Fred Boethling, President
and CEO noted that "the improved sales results in the first quarter
reflect our decision to focus resources on developing our sales and marketing
operations in Mexico City. We opened a new sales facility with the goal
of improving market awareness of our products and our ability to respond
to customer needs even more rapidly."
Boethling also noted
that "our gross margins (sales less the cost of sales) increased
by 22% compared to this period last year and this, when combined with
the increase in sales, makes us confident we are on the proper course
with our Mexican trailer sales operations."
On May17, 2004, CapSource
announced it had leased a location in Monterrey, Mexico from which RESALTA,
its truck trailer sales subsidiary, will serve northeast Mexico. Monterrey
is Mexico's industrial center, major transportation hub and home to over
200 trucking fleets. Monterrey accounts for about 25 percent of Mexico's
total manufacturing base.
For the first quarter
of 2004, CapSource realized a net loss of $306,965, or $0.03 per share
compared with $420,568, or $0.05 per share for the same period last year.

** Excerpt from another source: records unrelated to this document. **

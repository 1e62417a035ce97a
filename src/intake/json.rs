//! JSON intake.
//!
//! Supported inputs:
//! - A JSON array of objects: `[{"name":"Ana"}, {"name":"Luis"}]`
//! - Newline-delimited JSON (NDJSON): `{"name":"Ana"}\n{"name":"Luis"}\n`
//!
//! Object keys play the role of headers and are matched the same way. A key missing from
//! one object is a missing cell for that row, not a structural error. Objects with no
//! non-blank known field are skipped like blank spreadsheet rows.

use std::fs;
use std::path::Path;

use crate::error::{ImportError, ImportResult};
use crate::schema::Schema;
use crate::types::{CellValue, RawRow};

use super::headers::slug;

/// Read a JSON file into raw rows.
pub fn read_json_from_path(path: impl AsRef<Path>, schema: &Schema) -> ImportResult<Vec<RawRow>> {
    let text = fs::read_to_string(path)?;
    read_json_from_str(&text, schema)
}

/// Read JSON from an in-memory string into raw rows.
pub fn read_json_from_str(input: &str, schema: &Schema) -> ImportResult<Vec<RawRow>> {
    let trimmed = input.trim();
    if trimmed.is_empty() {
        return Err(ImportError::SchemaMismatch {
            message: "json input is empty".to_string(),
        });
    }

    // First try parsing as a single JSON value (array or object).
    if let Ok(v) = serde_json::from_str::<serde_json::Value>(trimmed) {
        match v {
            serde_json::Value::Array(items) => json_values_to_rows(&items, schema),
            serde_json::Value::Object(_) => json_values_to_rows(&[v], schema),
            _ => Err(ImportError::SchemaMismatch {
                message: "json must be an object, an array of objects, or NDJSON".to_string(),
            }),
        }
    } else {
        // Fall back to NDJSON.
        let mut values = Vec::new();
        for (i, line) in trimmed.lines().enumerate() {
            let line = line.trim();
            if line.is_empty() {
                continue;
            }
            let v = serde_json::from_str::<serde_json::Value>(line).map_err(|e| {
                ImportError::SchemaMismatch {
                    message: format!("invalid ndjson at line {}: {}", i + 1, e),
                }
            })?;
            values.push(v);
        }
        json_values_to_rows(&values, schema)
    }
}

fn json_values_to_rows(values: &[serde_json::Value], schema: &Schema) -> ImportResult<Vec<RawRow>> {
    let mut rows = Vec::with_capacity(values.len());

    for (idx0, v) in values.iter().enumerate() {
        let row_num = idx0 + 1;
        let obj = v.as_object().ok_or_else(|| ImportError::SchemaMismatch {
            message: format!("row {row_num} is not a json object"),
        })?;

        let mut row = RawRow::new(row_num);
        for (key, value) in obj {
            let name = slug(key);
            if schema.field(&name).is_some() {
                row.insert(name, convert_json_value(value));
            }
        }
        if row.cells.values().all(CellValue::is_blank) {
            continue;
        }
        rows.push(row);
    }

    Ok(rows)
}

fn convert_json_value(v: &serde_json::Value) -> CellValue {
    match v {
        serde_json::Value::Null => CellValue::Empty,
        serde_json::Value::Bool(b) => CellValue::Bool(*b),
        serde_json::Value::Number(n) => match n.as_f64() {
            Some(f) => CellValue::Number(f),
            None => CellValue::Text(n.to_string()),
        },
        serde_json::Value::String(s) => CellValue::Text(s.clone()),
        other => CellValue::Text(other.to_string()),
    }
}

The decrease in the net loss was due to the increase in sales and gross
margins coupled with a decrease in interest expense.
About CapSource
Financial, Inc.
CapSource Financial, Inc. was incorporated in 1996 to take advantage of
the 1994 North American Free Trade Agreement (NAFTA) and the increased
economic activity that NAFTA triggered when the world's largest free trade
area was created by linking 406 million people in Mexico, the U.S. and
Canada producing more than $11 trillion worth of goods and services or
about one-third of the world's total GDP. After ten years, NAFTA has been
a huge success. Mexico is now the United States' second largest trading
partner. Total trade among the three NAFTA countries has grown to $1.7
billion in goods crossing the borders each day. U.S. trade with Mexico
has increased nearly 500 percent - from $48 billion to $239 billion since
the passage of NAFTA. The vast majority of this trade moves by truck.
In addition to its
RESALTA subsidiary, CapSource owns and manages a lease/rental fleet of
over-the-road truck trailers and related equipment through its REMEX subsidiary,
also based in Mexico City. CapSource's common stock trades on the electronic
bulletin board under the symbol CPSO.
For Additional Information Contact: CapSource: Fred Boethling at (888)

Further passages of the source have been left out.